START DATA EXCERPTS
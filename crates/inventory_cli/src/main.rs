//! CLI entry point for the inventory database.
//!
//! # Usage
//! - `inventory_cli [--config <file>] [list]` prints every stored item.
//! - `inventory_cli [--config <file>] add <name> <price> <quantity>` records a
//!   new item and prints the refreshed list.
//!
//! Settings come from the TOML file given by `--config` or `INVENTORY_CONFIG`,
//! overlaid with `INVENTORY_*` variables (a `.env` file is honored).

use futures::StreamExt;
use inventory_core::{
    core_version, init_logging, load_config, CurrencyFormat, InventoryConfig,
    InventoryController, InventoryDatabase, Item, ItemsStream,
};
use log::info;
use std::error::Error;
use std::path::PathBuf;
use std::time::Duration;
use tokio::time::timeout;

const ENV_CONFIG_PATH: &str = "INVENTORY_CONFIG";
const REFRESH_TIMEOUT: Duration = Duration::from_secs(10);

type CliResult<T> = Result<T, Box<dyn Error>>;

#[derive(Debug, PartialEq)]
enum Command {
    List,
    Add {
        name: String,
        price: String,
        quantity: String,
    },
}

#[derive(Debug, PartialEq)]
struct Invocation {
    config_path: Option<PathBuf>,
    command: Command,
}

#[tokio::main]
async fn main() {
    if let Err(err) = run().await {
        eprintln!("inventory_cli: {err}");
        std::process::exit(1);
    }
}

async fn run() -> CliResult<()> {
    dotenvy::dotenv().ok();

    let invocation = parse_args(std::env::args().skip(1))?;
    let config = resolve_config(invocation.config_path)?;
    if let Some(log_dir) = &config.logging.dir {
        init_logging(&config.logging.level, log_dir)?;
    }
    info!(
        "event=cli_start module=cli status=ok version={} db_path={}",
        core_version(),
        config.database.path().display()
    );

    let database = InventoryDatabase::get_database(&config.database)?;
    let controller = InventoryController::from_database(database);
    let mut items = controller.all_items();

    let current = next_snapshot(&mut items).await?;
    let listed = match invocation.command {
        Command::List => current,
        Command::Add {
            name,
            price,
            quantity,
        } => {
            if !controller.validate_entry(&name, &price, &quantity) {
                return Err("add: name, price and quantity must not be blank".into());
            }
            controller.add_new_item(&name, &price, &quantity)?;
            await_refresh(&mut items, REFRESH_TIMEOUT).await?
        }
    };

    print_items(&listed, &config.currency);
    Ok(())
}

async fn next_snapshot(items: &mut ItemsStream) -> CliResult<Vec<Item>> {
    match items.next().await {
        Some(snapshot) => Ok(snapshot?),
        None => Err("item stream closed unexpectedly".into()),
    }
}

/// Failed background writes are only logged, so the refresh is bounded.
async fn await_refresh(items: &mut ItemsStream, limit: Duration) -> CliResult<Vec<Item>> {
    match timeout(limit, next_snapshot(items)).await {
        Ok(snapshot) => snapshot,
        Err(_) => Err(format!(
            "item was not stored within {}s; check the log for the write error",
            limit.as_secs()
        )
        .into()),
    }
}

fn parse_args(args: impl IntoIterator<Item = String>) -> CliResult<Invocation> {
    let mut args = args.into_iter().peekable();
    let mut config_path = None;
    if args.peek().map(String::as_str) == Some("--config") {
        args.next();
        let path = args.next().ok_or("--config needs a file path")?;
        config_path = Some(PathBuf::from(path));
    }

    let command = match args.next().as_deref() {
        None | Some("list") => Command::List,
        Some("add") => {
            let mut field = |label: &str| {
                args.next()
                    .ok_or_else(|| format!("add: missing {label}"))
            };
            Command::Add {
                name: field("name")?,
                price: field("price")?,
                quantity: field("quantity")?,
            }
        }
        Some(other) => return Err(format!("unknown command `{other}`").into()),
    };

    if let Some(extra) = args.next() {
        return Err(format!("unexpected argument `{extra}`").into());
    }
    Ok(Invocation {
        config_path,
        command,
    })
}

fn resolve_config(explicit: Option<PathBuf>) -> CliResult<InventoryConfig> {
    let from_env = std::env::var_os(ENV_CONFIG_PATH).map(PathBuf::from);
    match explicit.or(from_env) {
        Some(path) => Ok(load_config(path)?),
        None => Ok(InventoryConfig::from_env()),
    }
}

fn print_items(items: &[Item], currency: &CurrencyFormat) {
    if items.is_empty() {
        println!("no items");
        return;
    }
    for item in items {
        println!(
            "{:>4}  {:<24} {:>12}  qty={}",
            item.id,
            item.name,
            item.formatted_price_with(currency),
            item.quantity_in_stock
        );
    }
}
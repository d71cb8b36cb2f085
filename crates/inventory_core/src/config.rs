//! Runtime configuration for inventory core.
//!
//! # Responsibility
//! - Describe where the database lives, how logging is set up and how prices
//!   are rendered.
//! - Load settings from a TOML file and from `INVENTORY_*` environment
//!   variables, environment taking precedence.
//!
//! # Invariants
//! - Every section has defaults; an empty file is a valid configuration.

use crate::logging::default_log_level;
use crate::model::currency::CurrencyFormat;
use log::debug;
use serde::Deserialize;
use std::path::{Path, PathBuf};

/// Well-known file name of the item database.
pub const DEFAULT_DATABASE_NAME: &str = "item_database.sqlite3";
const DEFAULT_DATA_DIR: &str = "data";

const ENV_DATA_DIR: &str = "INVENTORY_DATA_DIR";
const ENV_DB_NAME: &str = "INVENTORY_DB_NAME";
const ENV_LOG_LEVEL: &str = "INVENTORY_LOG_LEVEL";
const ENV_LOG_DIR: &str = "INVENTORY_LOG_DIR";

#[derive(Debug, thiserror::Error)]
pub enum ConfigError {
    #[error("failed to read config file `{path}`: {source}")]
    Read {
        path: PathBuf,
        #[source]
        source: std::io::Error,
    },
    #[error("failed to parse config file `{path}`: {source}")]
    Parse {
        path: PathBuf,
        #[source]
        source: toml::de::Error,
    },
}

/// Top-level configuration.
#[derive(Debug, Clone, Default, PartialEq, Deserialize)]
#[serde(default)]
pub struct InventoryConfig {
    pub database: DatabaseConfig,
    pub logging: LoggingConfig,
    pub currency: CurrencyFormat,
}

/// Location of the item database file.
#[derive(Debug, Clone, PartialEq, Eq, Deserialize)]
#[serde(default)]
pub struct DatabaseConfig {
    pub data_dir: PathBuf,
    pub name: String,
}

impl Default for DatabaseConfig {
    fn default() -> Self {
        Self {
            data_dir: PathBuf::from(DEFAULT_DATA_DIR),
            name: DEFAULT_DATABASE_NAME.to_string(),
        }
    }
}

impl DatabaseConfig {
    /// Database rooted at `data_dir` with the well-known file name.
    pub fn in_dir(data_dir: impl Into<PathBuf>) -> Self {
        Self {
            data_dir: data_dir.into(),
            ..Self::default()
        }
    }

    pub fn path(&self) -> PathBuf {
        self.data_dir.join(&self.name)
    }
}

/// File logging settings. Logging stays off when `dir` is unset.
#[derive(Debug, Clone, PartialEq, Eq, Deserialize)]
#[serde(default)]
pub struct LoggingConfig {
    pub level: String,
    pub dir: Option<PathBuf>,
}

impl Default for LoggingConfig {
    fn default() -> Self {
        Self {
            level: default_log_level().to_string(),
            dir: None,
        }
    }
}

impl InventoryConfig {
    /// Defaults overlaid with `INVENTORY_*` environment variables.
    pub fn from_env() -> Self {
        let mut config = Self::default();
        config.apply_env_overrides();
        config
    }

    /// Overwrites fields whose environment variable is set and non-empty.
    pub fn apply_env_overrides(&mut self) {
        self.apply_overrides(|key| std::env::var(key).ok());
    }

    fn apply_overrides(&mut self, lookup: impl Fn(&str) -> Option<String>) {
        let lookup = |key: &str| lookup(key).filter(|value| !value.trim().is_empty());

        if let Some(value) = lookup(ENV_DATA_DIR) {
            self.database.data_dir = PathBuf::from(value);
        }
        if let Some(value) = lookup(ENV_DB_NAME) {
            self.database.name = value;
        }
        if let Some(value) = lookup(ENV_LOG_LEVEL) {
            self.logging.level = value;
        }
        if let Some(value) = lookup(ENV_LOG_DIR) {
            self.logging.dir = Some(PathBuf::from(value));
        }
    }
}

/// Loads configuration from a TOML file, then applies environment overrides.
pub fn load_config(path: impl AsRef<Path>) -> Result<InventoryConfig, ConfigError> {
    let path = path.as_ref();
    debug!("event=config_load module=config status=start path={}", path.display());

    let contents = std::fs::read_to_string(path).map_err(|source| ConfigError::Read {
        path: path.to_path_buf(),
        source,
    })?;
    let mut config: InventoryConfig =
        toml::from_str(&contents).map_err(|source| ConfigError::Parse {
            path: path.to_path_buf(),
            source,
        })?;
    config.apply_env_overrides();
    Ok(config)
}
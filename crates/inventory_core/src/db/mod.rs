//! SQLite storage bootstrap, schema management and the shared database handle.
//!
//! # Responsibility
//! - Open and configure SQLite connections for inventory core.
//! - Bring the schema to the current version, rebuilding destructively on
//!   mismatch.
//! - Own the process-wide database singleton and its change tracker.
//!
//! # Invariants
//! - Schema version is tracked via `PRAGMA user_version`.
//! - Core code must not read/write items before the schema is in place.

pub mod database;
pub mod invalidation;
pub mod migrations;
mod open;

pub use database::InventoryDatabase;
pub use invalidation::InvalidationTracker;
pub use open::{open_db, open_db_in_memory};

pub type DbResult<T> = Result<T, DbError>;

/// Storage-level failure.
#[derive(Debug, thiserror::Error)]
pub enum DbError {
    #[error(transparent)]
    Sqlite(#[from] rusqlite::Error),
    #[error("failed to prepare database location: {0}")]
    Io(#[from] std::io::Error),
    #[error("database connection lock poisoned")]
    LockPoisoned,
    #[error("background database worker failed: {0}")]
    Worker(String),
}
END DATA EXCERPTS
# [YOUR TASK]
Working from the material above, restate word for word the lines between the line with "use futures::StreamExt;" and the line with "use std::path::PathBuf;", both included, and only those.

# [WRITTEN SOLUTION]
use futures::StreamExt;
use inventory_core::{
    core_version, init_logging, load_config, CurrencyFormat, InventoryConfig,
    InventoryController, InventoryDatabase, Item, ItemsStream,
};
use log::info;
use std::error::Error;
use std::path::PathBuf;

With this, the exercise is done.